::: Material to process

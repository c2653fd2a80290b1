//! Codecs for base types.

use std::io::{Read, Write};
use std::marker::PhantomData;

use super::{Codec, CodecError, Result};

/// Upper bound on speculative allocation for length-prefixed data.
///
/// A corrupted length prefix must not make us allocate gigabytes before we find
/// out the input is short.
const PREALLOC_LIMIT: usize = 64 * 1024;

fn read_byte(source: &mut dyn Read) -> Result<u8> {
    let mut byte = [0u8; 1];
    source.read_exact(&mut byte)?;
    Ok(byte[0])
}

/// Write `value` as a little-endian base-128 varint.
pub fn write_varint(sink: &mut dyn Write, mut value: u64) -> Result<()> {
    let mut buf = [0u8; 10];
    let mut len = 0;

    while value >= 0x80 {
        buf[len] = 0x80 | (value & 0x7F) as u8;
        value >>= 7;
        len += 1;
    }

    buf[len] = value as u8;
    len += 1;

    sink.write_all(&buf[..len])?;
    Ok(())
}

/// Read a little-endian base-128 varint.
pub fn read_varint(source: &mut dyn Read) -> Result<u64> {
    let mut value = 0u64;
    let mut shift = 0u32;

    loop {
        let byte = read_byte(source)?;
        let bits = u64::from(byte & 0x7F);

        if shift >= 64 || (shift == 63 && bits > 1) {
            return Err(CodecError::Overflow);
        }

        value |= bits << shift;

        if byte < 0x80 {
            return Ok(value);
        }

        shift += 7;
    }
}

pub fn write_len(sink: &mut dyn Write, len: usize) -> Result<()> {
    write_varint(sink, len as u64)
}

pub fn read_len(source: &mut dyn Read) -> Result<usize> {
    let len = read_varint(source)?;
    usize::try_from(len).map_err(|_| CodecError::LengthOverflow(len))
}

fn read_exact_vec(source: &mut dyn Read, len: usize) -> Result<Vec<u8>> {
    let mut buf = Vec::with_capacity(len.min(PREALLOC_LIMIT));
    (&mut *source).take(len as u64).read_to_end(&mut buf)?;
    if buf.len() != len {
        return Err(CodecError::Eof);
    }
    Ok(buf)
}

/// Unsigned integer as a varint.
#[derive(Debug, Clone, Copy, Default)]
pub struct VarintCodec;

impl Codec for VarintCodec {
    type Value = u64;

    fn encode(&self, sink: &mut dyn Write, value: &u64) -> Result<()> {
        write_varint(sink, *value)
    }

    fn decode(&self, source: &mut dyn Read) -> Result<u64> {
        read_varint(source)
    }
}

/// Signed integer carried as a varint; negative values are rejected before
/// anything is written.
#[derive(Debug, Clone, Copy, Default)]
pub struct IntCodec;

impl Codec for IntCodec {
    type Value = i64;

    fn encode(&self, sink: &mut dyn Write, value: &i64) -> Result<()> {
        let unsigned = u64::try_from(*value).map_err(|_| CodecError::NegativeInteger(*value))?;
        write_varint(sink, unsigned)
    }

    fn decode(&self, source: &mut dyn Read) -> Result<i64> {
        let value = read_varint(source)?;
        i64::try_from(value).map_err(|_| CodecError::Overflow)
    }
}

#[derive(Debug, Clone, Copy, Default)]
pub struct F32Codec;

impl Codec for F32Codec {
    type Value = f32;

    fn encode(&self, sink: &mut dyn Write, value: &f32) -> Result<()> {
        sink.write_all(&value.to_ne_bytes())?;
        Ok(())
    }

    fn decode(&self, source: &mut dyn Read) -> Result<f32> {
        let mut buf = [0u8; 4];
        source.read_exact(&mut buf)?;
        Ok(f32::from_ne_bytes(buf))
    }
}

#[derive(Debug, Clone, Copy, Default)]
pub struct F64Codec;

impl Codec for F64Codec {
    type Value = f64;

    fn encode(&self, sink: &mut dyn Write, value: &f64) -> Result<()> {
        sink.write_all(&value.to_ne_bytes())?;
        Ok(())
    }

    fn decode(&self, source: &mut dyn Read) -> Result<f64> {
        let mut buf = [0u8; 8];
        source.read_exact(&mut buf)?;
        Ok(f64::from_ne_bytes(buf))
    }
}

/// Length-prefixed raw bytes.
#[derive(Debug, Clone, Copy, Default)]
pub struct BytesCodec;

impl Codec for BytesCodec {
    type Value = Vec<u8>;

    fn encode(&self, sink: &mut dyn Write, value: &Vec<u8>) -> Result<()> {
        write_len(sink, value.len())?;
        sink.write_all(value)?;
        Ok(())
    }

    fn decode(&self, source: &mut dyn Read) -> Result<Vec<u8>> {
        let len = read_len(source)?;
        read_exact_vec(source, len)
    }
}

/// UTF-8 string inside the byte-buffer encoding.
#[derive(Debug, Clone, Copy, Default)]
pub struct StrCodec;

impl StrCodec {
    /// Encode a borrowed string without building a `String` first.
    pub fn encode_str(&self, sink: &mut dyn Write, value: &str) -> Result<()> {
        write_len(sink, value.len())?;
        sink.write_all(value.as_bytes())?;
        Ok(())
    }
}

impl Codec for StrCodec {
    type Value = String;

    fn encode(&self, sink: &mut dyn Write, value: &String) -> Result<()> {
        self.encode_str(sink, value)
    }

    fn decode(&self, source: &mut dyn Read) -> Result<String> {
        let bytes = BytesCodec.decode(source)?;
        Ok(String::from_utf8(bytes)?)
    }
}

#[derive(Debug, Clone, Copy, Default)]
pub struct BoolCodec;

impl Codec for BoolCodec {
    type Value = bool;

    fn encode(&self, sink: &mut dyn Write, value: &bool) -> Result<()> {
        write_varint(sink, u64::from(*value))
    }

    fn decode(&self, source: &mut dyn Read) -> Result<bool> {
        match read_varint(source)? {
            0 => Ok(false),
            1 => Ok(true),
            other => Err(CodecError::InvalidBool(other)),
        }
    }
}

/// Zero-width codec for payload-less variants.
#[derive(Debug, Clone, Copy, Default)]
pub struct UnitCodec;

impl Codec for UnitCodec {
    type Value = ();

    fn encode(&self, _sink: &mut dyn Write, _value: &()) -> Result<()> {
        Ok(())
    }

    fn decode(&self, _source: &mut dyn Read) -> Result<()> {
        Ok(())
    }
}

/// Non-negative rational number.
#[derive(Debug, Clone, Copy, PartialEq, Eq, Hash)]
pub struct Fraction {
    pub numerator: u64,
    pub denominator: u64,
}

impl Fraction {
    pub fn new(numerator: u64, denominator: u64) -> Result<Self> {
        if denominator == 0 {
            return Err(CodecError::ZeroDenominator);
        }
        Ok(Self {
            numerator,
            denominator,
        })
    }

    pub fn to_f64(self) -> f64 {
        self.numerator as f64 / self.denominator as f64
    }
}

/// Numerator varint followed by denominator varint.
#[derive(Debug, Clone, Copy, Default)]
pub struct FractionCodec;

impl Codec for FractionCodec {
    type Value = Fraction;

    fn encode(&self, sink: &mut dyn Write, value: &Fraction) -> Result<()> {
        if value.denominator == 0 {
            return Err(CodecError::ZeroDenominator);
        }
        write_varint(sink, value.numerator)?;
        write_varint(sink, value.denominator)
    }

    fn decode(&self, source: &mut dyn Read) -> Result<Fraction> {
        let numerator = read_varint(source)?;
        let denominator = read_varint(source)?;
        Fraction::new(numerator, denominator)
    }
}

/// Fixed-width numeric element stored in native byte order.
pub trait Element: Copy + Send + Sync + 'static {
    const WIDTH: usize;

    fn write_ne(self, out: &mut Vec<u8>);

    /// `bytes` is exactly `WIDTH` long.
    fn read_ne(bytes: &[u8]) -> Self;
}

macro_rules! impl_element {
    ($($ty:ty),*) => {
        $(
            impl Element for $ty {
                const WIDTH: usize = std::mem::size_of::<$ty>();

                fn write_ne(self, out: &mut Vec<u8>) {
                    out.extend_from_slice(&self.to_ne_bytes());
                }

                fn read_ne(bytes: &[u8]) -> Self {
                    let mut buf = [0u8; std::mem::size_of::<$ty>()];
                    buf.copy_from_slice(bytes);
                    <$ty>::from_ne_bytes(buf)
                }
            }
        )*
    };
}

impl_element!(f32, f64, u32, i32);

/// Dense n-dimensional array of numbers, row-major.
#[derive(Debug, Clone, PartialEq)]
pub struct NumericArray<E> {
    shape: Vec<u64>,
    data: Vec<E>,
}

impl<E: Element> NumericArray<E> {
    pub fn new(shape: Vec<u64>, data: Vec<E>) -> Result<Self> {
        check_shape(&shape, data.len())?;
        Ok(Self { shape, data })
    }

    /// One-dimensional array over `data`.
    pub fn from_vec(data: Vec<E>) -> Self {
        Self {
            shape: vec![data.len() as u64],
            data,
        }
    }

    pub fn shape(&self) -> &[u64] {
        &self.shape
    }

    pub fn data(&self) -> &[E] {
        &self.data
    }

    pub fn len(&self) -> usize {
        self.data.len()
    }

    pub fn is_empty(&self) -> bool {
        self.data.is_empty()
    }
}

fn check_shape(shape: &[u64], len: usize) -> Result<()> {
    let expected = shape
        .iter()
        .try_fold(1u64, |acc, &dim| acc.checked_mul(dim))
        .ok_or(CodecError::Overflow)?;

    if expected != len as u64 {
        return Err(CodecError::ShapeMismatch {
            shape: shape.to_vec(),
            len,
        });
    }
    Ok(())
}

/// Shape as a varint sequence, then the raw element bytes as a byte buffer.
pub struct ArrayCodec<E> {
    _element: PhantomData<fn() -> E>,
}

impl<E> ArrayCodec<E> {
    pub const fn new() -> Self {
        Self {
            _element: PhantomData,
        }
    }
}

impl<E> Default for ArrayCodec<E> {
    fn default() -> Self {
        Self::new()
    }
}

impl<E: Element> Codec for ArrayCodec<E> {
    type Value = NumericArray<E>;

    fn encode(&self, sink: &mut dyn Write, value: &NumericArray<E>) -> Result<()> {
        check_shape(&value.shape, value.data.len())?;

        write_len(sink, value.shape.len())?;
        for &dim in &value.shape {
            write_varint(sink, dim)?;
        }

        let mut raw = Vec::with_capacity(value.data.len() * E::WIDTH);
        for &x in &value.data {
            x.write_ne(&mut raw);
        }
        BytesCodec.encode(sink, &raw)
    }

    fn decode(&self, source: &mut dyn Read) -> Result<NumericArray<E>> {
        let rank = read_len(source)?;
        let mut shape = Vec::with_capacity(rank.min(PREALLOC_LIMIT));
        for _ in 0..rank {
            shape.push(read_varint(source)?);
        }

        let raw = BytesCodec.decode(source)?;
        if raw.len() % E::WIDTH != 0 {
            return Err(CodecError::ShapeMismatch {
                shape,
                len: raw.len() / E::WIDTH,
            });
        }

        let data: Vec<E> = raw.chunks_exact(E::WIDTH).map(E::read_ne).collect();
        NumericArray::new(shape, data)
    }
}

::::::

What to produce.
Wherever the word "base" occurs in the data above, copy the line it sits in.

Written response.
//! Codecs for base types.
/// Write `value` as a little-endian base-128 varint.
/// Read a little-endian base-128 varint.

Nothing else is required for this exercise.